* [Directions]:
State the number of lines in the material below that have "PartialEq" in them, without any other text.
——————————
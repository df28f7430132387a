//! Startup ordering between the engine thread and the UI thread.
//!
//! The engine signals `display_ready` when it reaches display
//! initialisation and then parks on `app_ready` while still holding the
//! engine lock. The UI thread builds its toolkit objects in that window and
//! releases the engine once its loop is running.

use std::sync::{Condvar, Mutex, PoisonError};

#[derive(Debug, Clone, Copy, PartialEq, Eq)]
pub enum StartupPhase {
    Constructing,
    DisplayReady,
    Running,
}

pub fn can_transition(from: StartupPhase, to: StartupPhase) -> bool {
    matches!(
        (from, to),
        (StartupPhase::Constructing, StartupPhase::DisplayReady)
            | (StartupPhase::DisplayReady, StartupPhase::Running)
    ) || from == to
}

/// Counting semaphore.
#[derive(Debug, Default)]
pub struct Semaphore {
    count: Mutex<usize>,
    cond: Condvar,
}

impl Semaphore {
    pub fn post(&self) {
        let mut count = self.count.lock().unwrap_or_else(PoisonError::into_inner);
        *count += 1;
        self.cond.notify_one();
    }

    pub fn wait(&self) {
        let mut count = self.count.lock().unwrap_or_else(PoisonError::into_inner);
        while *count == 0 {
            count = self.cond.wait(count).unwrap_or_else(PoisonError::into_inner);
        }
        *count -= 1;
    }
}

#[derive(Debug)]
pub struct StartupHandshake {
    display_ready: Semaphore,
    app_ready: Semaphore,
    phase: Mutex<StartupPhase>,
}

impl Default for StartupHandshake {
    fn default() -> Self {
        Self {
            display_ready: Semaphore::default(),
            app_ready: Semaphore::default(),
            phase: Mutex::new(StartupPhase::Constructing),
        }
    }
}

impl StartupHandshake {
    pub fn phase(&self) -> StartupPhase {
        *self.phase.lock().unwrap_or_else(PoisonError::into_inner)
    }

    /// Engine thread, engine lock held: announce the display and park until
    /// the UI loop is running.
    pub fn engine_display_init(&self) {
        tracing::debug!("engine reached display init");
        self.display_ready.post();
        self.app_ready.wait();
        tracing::debug!("engine released by UI loop");
    }

    /// UI thread: block until the engine is parked in display init.
    pub fn ui_await_display(&self) {
        self.display_ready.wait();
        self.advance(StartupPhase::DisplayReady);
    }

    /// UI thread: wait for the engine, then build toolkit objects while it
    /// stays parked.
    pub fn ui_build<R>(&self, build: impl FnOnce() -> R) -> R {
        if self.phase() == StartupPhase::Constructing {
            self.ui_await_display();
        }
        build()
    }

    /// UI thread, first loop iteration: release the engine. Later calls do
    /// nothing.
    pub fn ui_loop_started(&self) {
        let mut phase = self.phase.lock().unwrap_or_else(PoisonError::into_inner);
        if *phase == StartupPhase::Running {
            return;
        }
        if !can_transition(*phase, StartupPhase::Running) {
            tracing::warn!(?phase, "UI loop started before the engine reached display init");
        }
        *phase = StartupPhase::Running;
        drop(phase);
        self.app_ready.post();
    }

    fn advance(&self, next: StartupPhase) {
        let mut phase = self.phase.lock().unwrap_or_else(PoisonError::into_inner);
        if can_transition(*phase, next) {
            *phase = next;
        } else {
            tracing::warn!(from = ?*phase, to = ?next, "ignoring startup phase transition");
        }
    }
}

#[cfg(test)]
mod tests {
    use super::*;
    use std::sync::atomic::{AtomicBool, Ordering};
    use std::sync::Arc;
    use std::thread;
    use std::time::Duration;

    #[test]
    fn engine_stays_parked_until_loop_starts() {
        let handshake = Arc::new(StartupHandshake::default());
        let released = Arc::new(AtomicBool::new(false));

        let engine = {
            let handshake = Arc::clone(&handshake);
            let released = Arc::clone(&released);
            thread::spawn(move || {
                handshake.engine_display_init();
                released.store(true, Ordering::SeqCst);
            })
        };

        let built = handshake.ui_build(|| {
            thread::sleep(Duration::from_millis(20));
            released.load(Ordering::SeqCst)
        });
        assert!(!built, "engine must stay parked while the UI builds");
        assert_eq!(handshake.phase(), StartupPhase::DisplayReady);

        handshake.ui_loop_started();
        engine.join().unwrap();
        assert!(released.load(Ordering::SeqCst));
        assert_eq!(handshake.phase(), StartupPhase::Running);
    }

    #[test]
    fn loop_started_twice_posts_once() {
        let handshake = StartupHandshake::default();
        handshake.display_ready.post();
        handshake.ui_await_display();
        handshake.ui_loop_started();
        handshake.ui_loop_started();
        assert_eq!(*handshake.app_ready.count.lock().unwrap(), 1);
    }

    #[test]
    fn phases_only_move_forward() {
        let cases = [
            (StartupPhase::Running, StartupPhase::Constructing),
            (StartupPhase::DisplayReady, StartupPhase::Constructing),
            (StartupPhase::Constructing, StartupPhase::Running),
        ];
        for (from, to) in cases {
            assert!(!can_transition(from, to), "unexpected transition {from:?} -> {to:?}");
        }
    }
}
/// Host view geometry. Written by the UI thread, snapshotted by the engine
/// thread.
#[derive(Debug, Clone, Copy, PartialEq)]
pub struct ScreenGeometry {
    pub width: u32,
    pub height: u32,
    pub swap_modifiers: bool,
    /// Scale the guest display to the view instead of resizing the view on
    /// mode switches.
    pub zoom_to_fit: bool,
    /// Backing pixels per view point.
    pub scale_factor: f64,
}

impl Default for ScreenGeometry {
    fn default() -> Self {
        Self {
            width: 640,
            height: 480,
            swap_modifiers: false,
            zoom_to_fit: false,
            scale_factor: 1.0,
        }
    }
}

impl ScreenGeometry {
    /// Convert a size in view points to backing pixels.
    pub fn convert_to_pixels(&self, size: (f64, f64)) -> (f64, f64) {
        (size.0 * self.scale_factor, size.1 * self.scale_factor)
    }

    pub fn size(&self) -> (u32, u32) {
        (self.width, self.height)
    }
}

#[cfg(test)]
mod tests {
    use super::*;

    #[test]
    fn pixels_follow_backing_scale() {
        let geometry = ScreenGeometry {
            scale_factor: 2.0,
            ..ScreenGeometry::default()
        };
        assert_eq!(geometry.convert_to_pixels((320.0, 240.5)), (640.0, 481.0));
    }
}
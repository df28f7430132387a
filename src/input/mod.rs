pub mod capture_hook;
pub mod console;
pub mod events;
pub mod keycodes;
pub mod reconciler;

pub use capture_hook::{CaptureHook, MockCaptureHook};
pub use console::ConsoleKey;
pub use events::{HostButton, HostEvent, HostModifiers, KeyStateSet, ModifierSnapshot};
pub use keycodes::{GuestKey, Keymap};
pub use reconciler::{EventOutcome, InputReconciler};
——————————
* [Exercise response]:
2